To successfully market your product, you have to identify its prospective market. The key to market identification sometimes referred to as “target marketing” is to be as specific as possible in selecting the audience to whom you will market the product. By matching the appeal of your product to the interests and needs of specific population segments, you can concentrate on getting your product to your best prospects without wasting resources on people who have no need or interest in your product.

To use a simple example, it would be foolish for a hearing aid manufacturer to market its product to the entire adult population, even though that population represents 175 million potential buyers. The manufacturer should know its product well enough to recognize that the majority of the potential buyers will be over age fifty. Thus, by knowing the product’s market, the product itself can be developed to address the special needs of that segment, and the entire marketing effort can be designed with maximum efficiency.

The second of McCarthy’s “Four Ps” is the place related to marketing. This concerns distribution, getting the product to the right place for the right audience. In other words, you have to identify where, when, and by whom the product will be transferred to your consumer. Your responsibility is to develop a means of distribution that will provide easy, consistent, and cost-efficient access.

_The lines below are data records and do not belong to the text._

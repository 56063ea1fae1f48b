#![allow(dead_code)]

// filename according to https://doc.rust-lang.org/book/ch11-03-test-organization.html
use embedded_storage::nor_flash::{
    ErrorType, NorFlash, NorFlashError, NorFlashErrorKind, ReadNorFlash,
};
use powerseq::platform::{PAGE_SIZE, REGION_OFFSET, SLOT_COUNT};

pub const WORD_SIZE: usize = 4;
pub const RECORD_MAGIC: u32 = 0xAAAA_AAAA;

#[derive(Default)]
pub struct Flash {
    pub buf: Vec<u8>,
    pub fail_after_operation: usize,
    pub operations: Vec<Operation>,
}

#[derive(Debug, PartialEq, Clone)]
pub enum Operation {
    Read { offset: u32, len: usize },
    Write { offset: u32, len: usize },
    Erase { offset: u32, len: usize },
}

impl Flash {
    pub fn new(pages: usize) -> Self {
        Self {
            buf: vec![0xffu8; PAGE_SIZE * pages],
            fail_after_operation: usize::MAX,
            ..Default::default()
        }
    }

    pub fn new_with_fault(pages: usize, fail_after_operation: usize) -> Self {
        Self {
            buf: vec![0xffu8; PAGE_SIZE * pages],
            fail_after_operation,
            ..Default::default()
        }
    }

    pub fn len(&self) -> usize {
        self.buf.len()
    }

    pub fn disable_faults(&mut self) {
        self.fail_after_operation = usize::MAX;
    }

    pub fn erases(&mut self) -> usize {
        self.operations
            .iter()
            .filter(|op| match op {
                Operation::Erase { .. } => true,
                _ => false,
            })
            .count()
    }

    pub fn dump_operations(&self) {
        println!("Operations:");
        for op in &self.operations {
            println!("  {:?}", op);
        }
    }
}

/// Byte offset of a record slot inside the flash image.
pub fn slot_base(slot: usize) -> usize {
    assert!(slot < SLOT_COUNT);
    REGION_OFFSET as usize + slot * PAGE_SIZE
}

fn word_at(buf: &[u8], offset: usize) -> u32 {
    u32::from_le_bytes([buf[offset], buf[offset + 1], buf[offset + 2], buf[offset + 3]])
}

/// Parses the flash image directly and returns the slots holding a record
/// that passes the flag, version and checksum checks.
pub fn valid_slots(flash: &Flash, version: u32) -> Vec<usize> {
    let words_per_page = PAGE_SIZE / WORD_SIZE;
    (0..SLOT_COUNT)
        .filter(|&slot| {
            let base = slot_base(slot);
            let word = |index: usize| word_at(&flash.buf, base + index * WORD_SIZE);

            let mut checksum = word(1);
            for index in 3..words_per_page - 1 {
                checksum = checksum.wrapping_add(word(index));
            }
            word(0) == RECORD_MAGIC
                && word(words_per_page - 1) == RECORD_MAGIC
                && word(1) == version
                && word(2) == checksum
        })
        .collect()
}

#[derive(Debug)]
pub struct FlashError;

impl NorFlashError for FlashError {
    fn kind(&self) -> NorFlashErrorKind {
        NorFlashErrorKind::Other
    }
}

impl ErrorType for Flash {
    type Error = FlashError;
}

impl ReadNorFlash for Flash {
    const READ_SIZE: usize = WORD_SIZE;

    fn read(&mut self, offset: u32, bytes: &mut [u8]) -> Result<(), Self::Error> {
        assert!(offset.is_multiple_of(Self::READ_SIZE as _));

        println!(
            "    flash: read:  0x{offset:04X}[0x{:04X}] #{:>2}",
            bytes.len(),
            self.operations.len()
        );
        if self.operations.len() >= self.fail_after_operation {
            println!("    flash: FAULT");
            return Err(FlashError);
        }
        self.operations.push(Operation::Read {
            offset,
            len: bytes.len(),
        });

        let offset = offset as usize;
        bytes.copy_from_slice(&self.buf[offset..offset + bytes.len()]);
        Ok(())
    }

    fn capacity(&self) -> usize {
        self.buf.len()
    }
}

impl NorFlash for Flash {
    const WRITE_SIZE: usize = WORD_SIZE;

    const ERASE_SIZE: usize = PAGE_SIZE;

    fn erase(&mut self, from: u32, to: u32) -> Result<(), Self::Error> {
        assert!(from.is_multiple_of(Self::ERASE_SIZE as _));
        assert!(to.is_multiple_of(Self::ERASE_SIZE as _));

        println!(
            "    flash: erase: {from:04X} - {to:04X} #{:>2}",
            self.operations.len()
        );

        if self.operations.len() >= self.fail_after_operation {
            println!("    flash: FAULT");
            return Err(FlashError);
        }

        self.operations.push(Operation::Erase {
            offset: from,
            len: (to - from) as usize,
        });

        for addr in from..to {
            self.buf[addr as usize] = 0xff;
        }
        Ok(())
    }

    fn write(&mut self, offset: u32, bytes: &[u8]) -> Result<(), Self::Error> {
        assert!(offset.is_multiple_of(Self::WRITE_SIZE as _));
        assert!(bytes.len().is_multiple_of(Self::WRITE_SIZE as _));

        println!(
            "    flash: write: 0x{offset:04X}[0x{:04X}] #{:>2}",
            bytes.len(),
            self.operations.len()
        );

        if self.operations.len() >= self.fail_after_operation {
            println!("    flash: FAULT");
            return Err(FlashError);
        }
        assert!(bytes.len() > 0);

        self.operations.push(Operation::Write {
            offset,
            len: bytes.len(),
        });

        let offset = offset as usize;
        for (i, &val) in bytes.iter().enumerate() {
            // NOR programming can only flip bits from 1 to 0
            self.buf[offset + i] &= val;
        }
        Ok(())
    }
}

The third “P” is promotion. Communicating the nature and availability of the product is essential for marketing success. There are many ways to promote products, and technological breakthroughs steadily create new options. The most common methods of promotion are mass-media advertising (radio, television, newspaper, magazine), direct marketing (mail, telephone), personal recommendations (word-of-mouth), coupons, and trial offers. Without effective promotion, your product does not stand a chance of succeeding, because your target audience will either remain unaware of your product or will not have compelling reason to evaluate or try your product. Promotion is the way in which you persuade people that the product is available, worthy, a good value, and the way you explain how to acquire it.2
Last, but certainly not least, is the element of price.

Determining the price of a product is a complex task, since that decision incorporates an understanding of the actual production, distribution, and promotion costs; the profit margin you need to make the project worth your time and effort; market competition; and the level of consumer demand for your product. Ultimately, the price charged should bring you a fair and reasonable return on your investment and make the product financially accessible and equitably valued for your target market.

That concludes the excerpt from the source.